**Exercise:** Take the line that contains "assert_eq!(queue.size(), 1);" as the first line and the final line of the records as the last; return exactly those lines and the lines between.

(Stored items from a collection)

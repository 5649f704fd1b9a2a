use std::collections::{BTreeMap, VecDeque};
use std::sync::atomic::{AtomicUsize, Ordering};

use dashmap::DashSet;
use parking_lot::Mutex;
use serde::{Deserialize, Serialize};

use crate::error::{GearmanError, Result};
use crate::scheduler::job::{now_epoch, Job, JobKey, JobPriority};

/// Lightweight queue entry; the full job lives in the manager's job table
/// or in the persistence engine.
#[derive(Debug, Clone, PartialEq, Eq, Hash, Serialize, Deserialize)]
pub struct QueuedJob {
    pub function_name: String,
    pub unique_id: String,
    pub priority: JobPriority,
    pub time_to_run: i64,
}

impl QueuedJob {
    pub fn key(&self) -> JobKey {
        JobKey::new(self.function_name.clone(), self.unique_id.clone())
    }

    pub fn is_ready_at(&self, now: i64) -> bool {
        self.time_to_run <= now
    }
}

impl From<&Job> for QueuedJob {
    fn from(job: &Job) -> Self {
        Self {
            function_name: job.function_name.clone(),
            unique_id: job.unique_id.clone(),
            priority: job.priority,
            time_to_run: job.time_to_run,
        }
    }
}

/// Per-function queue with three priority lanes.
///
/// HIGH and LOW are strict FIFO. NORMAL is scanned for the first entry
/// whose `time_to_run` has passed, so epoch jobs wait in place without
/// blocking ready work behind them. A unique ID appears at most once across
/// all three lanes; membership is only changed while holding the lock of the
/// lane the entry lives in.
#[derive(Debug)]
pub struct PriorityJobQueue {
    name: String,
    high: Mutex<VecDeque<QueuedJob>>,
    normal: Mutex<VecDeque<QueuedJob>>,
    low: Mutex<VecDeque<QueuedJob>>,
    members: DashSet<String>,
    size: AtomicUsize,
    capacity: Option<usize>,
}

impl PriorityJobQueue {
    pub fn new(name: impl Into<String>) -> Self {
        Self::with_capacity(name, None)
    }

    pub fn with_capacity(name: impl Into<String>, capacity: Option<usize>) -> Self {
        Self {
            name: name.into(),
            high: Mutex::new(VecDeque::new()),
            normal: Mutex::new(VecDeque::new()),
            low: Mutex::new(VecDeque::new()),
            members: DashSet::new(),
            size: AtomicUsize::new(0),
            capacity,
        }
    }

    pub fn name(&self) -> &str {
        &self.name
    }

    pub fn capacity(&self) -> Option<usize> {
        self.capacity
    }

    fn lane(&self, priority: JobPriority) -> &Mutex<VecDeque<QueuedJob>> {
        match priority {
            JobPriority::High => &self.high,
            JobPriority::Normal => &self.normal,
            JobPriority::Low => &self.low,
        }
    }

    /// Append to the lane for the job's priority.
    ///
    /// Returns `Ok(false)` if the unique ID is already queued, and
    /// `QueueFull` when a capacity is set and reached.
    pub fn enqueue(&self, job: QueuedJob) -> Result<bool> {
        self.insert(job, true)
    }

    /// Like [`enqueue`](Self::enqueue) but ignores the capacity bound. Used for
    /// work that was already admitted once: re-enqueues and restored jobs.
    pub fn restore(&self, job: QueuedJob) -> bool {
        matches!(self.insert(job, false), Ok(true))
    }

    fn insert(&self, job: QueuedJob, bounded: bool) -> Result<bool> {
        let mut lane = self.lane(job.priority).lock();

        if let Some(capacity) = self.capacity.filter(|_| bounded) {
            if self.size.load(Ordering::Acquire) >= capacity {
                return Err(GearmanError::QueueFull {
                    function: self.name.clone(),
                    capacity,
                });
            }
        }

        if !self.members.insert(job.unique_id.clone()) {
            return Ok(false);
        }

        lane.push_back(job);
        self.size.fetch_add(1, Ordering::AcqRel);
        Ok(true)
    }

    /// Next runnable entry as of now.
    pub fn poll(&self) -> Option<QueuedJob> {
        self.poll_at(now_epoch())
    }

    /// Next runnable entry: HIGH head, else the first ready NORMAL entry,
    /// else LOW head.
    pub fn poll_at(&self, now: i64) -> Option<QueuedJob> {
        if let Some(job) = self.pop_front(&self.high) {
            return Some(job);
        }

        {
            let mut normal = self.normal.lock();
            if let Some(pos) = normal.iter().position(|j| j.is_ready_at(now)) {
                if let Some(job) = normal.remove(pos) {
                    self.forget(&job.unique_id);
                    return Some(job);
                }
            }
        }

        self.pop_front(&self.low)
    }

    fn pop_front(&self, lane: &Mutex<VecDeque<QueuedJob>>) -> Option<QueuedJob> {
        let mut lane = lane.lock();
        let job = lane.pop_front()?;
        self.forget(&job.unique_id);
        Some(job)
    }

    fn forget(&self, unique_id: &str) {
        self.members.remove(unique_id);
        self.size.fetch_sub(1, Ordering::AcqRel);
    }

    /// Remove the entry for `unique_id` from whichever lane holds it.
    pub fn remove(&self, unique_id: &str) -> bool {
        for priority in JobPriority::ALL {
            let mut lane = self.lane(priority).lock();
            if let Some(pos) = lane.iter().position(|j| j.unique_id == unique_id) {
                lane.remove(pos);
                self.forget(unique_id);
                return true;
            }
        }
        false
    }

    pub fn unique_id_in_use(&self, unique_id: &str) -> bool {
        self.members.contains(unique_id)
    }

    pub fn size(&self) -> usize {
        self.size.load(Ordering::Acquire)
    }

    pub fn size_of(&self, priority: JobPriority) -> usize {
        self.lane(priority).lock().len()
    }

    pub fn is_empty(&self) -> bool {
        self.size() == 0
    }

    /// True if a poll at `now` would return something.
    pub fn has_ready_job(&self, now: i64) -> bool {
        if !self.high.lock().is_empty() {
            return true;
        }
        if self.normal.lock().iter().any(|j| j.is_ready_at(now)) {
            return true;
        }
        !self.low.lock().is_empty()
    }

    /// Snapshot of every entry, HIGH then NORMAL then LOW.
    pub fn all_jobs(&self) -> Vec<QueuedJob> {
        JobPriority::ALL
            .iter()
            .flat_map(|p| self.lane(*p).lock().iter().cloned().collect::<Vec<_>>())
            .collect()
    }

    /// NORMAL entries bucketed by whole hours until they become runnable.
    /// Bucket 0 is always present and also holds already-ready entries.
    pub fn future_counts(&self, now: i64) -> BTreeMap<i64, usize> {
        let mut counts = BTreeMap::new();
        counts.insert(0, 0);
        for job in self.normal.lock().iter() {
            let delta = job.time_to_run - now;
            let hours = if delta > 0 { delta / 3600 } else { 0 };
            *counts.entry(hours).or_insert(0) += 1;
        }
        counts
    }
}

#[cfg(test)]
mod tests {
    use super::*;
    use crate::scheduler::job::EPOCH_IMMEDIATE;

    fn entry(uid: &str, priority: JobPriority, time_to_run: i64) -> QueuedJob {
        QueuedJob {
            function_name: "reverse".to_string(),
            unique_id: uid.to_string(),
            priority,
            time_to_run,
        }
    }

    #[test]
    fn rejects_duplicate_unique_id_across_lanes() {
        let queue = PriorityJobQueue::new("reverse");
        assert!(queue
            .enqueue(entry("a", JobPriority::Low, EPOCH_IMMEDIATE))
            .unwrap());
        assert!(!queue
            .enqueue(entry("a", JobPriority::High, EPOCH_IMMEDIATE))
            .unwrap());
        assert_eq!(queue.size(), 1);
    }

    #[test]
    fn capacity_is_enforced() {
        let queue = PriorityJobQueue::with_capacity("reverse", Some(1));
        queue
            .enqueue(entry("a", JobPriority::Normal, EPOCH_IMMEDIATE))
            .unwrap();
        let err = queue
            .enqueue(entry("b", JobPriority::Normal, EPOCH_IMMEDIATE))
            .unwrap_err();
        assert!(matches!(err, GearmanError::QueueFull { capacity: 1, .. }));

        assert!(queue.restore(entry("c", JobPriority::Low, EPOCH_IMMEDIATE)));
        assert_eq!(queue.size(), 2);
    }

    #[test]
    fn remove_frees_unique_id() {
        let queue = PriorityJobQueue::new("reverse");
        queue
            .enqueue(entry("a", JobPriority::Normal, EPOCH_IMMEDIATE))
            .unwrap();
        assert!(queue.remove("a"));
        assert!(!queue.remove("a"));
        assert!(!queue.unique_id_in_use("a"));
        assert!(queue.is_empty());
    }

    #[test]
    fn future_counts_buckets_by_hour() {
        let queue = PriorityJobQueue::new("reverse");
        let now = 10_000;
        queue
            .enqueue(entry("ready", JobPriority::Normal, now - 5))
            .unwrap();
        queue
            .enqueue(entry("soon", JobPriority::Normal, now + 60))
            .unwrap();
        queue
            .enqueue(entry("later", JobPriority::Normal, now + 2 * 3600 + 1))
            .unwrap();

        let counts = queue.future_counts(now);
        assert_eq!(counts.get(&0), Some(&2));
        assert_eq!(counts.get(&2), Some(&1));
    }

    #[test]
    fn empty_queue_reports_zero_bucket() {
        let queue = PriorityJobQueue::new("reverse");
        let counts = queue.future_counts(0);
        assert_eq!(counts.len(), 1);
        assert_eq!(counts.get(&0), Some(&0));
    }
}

**Expected answer:**
        assert_eq!(queue.size(), 1);
    }

    #[test]
    fn capacity_is_enforced() {
        let queue = PriorityJobQueue::with_capacity("reverse", Some(1));
        queue
            .enqueue(entry("a", JobPriority::Normal, EPOCH_IMMEDIATE))
            .unwrap();
        let err = queue
            .enqueue(entry("b", JobPriority::Normal, EPOCH_IMMEDIATE))
            .unwrap_err();
        assert!(matches!(err, GearmanError::QueueFull { capacity: 1, .. }));

        assert!(queue.restore(entry("c", JobPriority::Low, EPOCH_IMMEDIATE)));
        assert_eq!(queue.size(), 2);
    }

    #[test]
    fn remove_frees_unique_id() {
        let queue = PriorityJobQueue::new("reverse");
        queue
            .enqueue(entry("a", JobPriority::Normal, EPOCH_IMMEDIATE))
            .unwrap();
        assert!(queue.remove("a"));
        assert!(!queue.remove("a"));
        assert!(!queue.unique_id_in_use("a"));
        assert!(queue.is_empty());
    }

    #[test]
    fn future_counts_buckets_by_hour() {
        let queue = PriorityJobQueue::new("reverse");
        let now = 10_000;
        queue
            .enqueue(entry("ready", JobPriority::Normal, now - 5))
            .unwrap();
        queue
            .enqueue(entry("soon", JobPriority::Normal, now + 60))
            .unwrap();
        queue
            .enqueue(entry("later", JobPriority::Normal, now + 2 * 3600 + 1))
            .unwrap();

        let counts = queue.future_counts(now);
        assert_eq!(counts.get(&0), Some(&2));
        assert_eq!(counts.get(&2), Some(&1));
    }

    #[test]
    fn empty_queue_reports_zero_bucket() {
        let queue = PriorityJobQueue::new("reverse");
        let counts = queue.future_counts(0);
        assert_eq!(counts.len(), 1);
        assert_eq!(counts.get(&0), Some(&0));
    }
}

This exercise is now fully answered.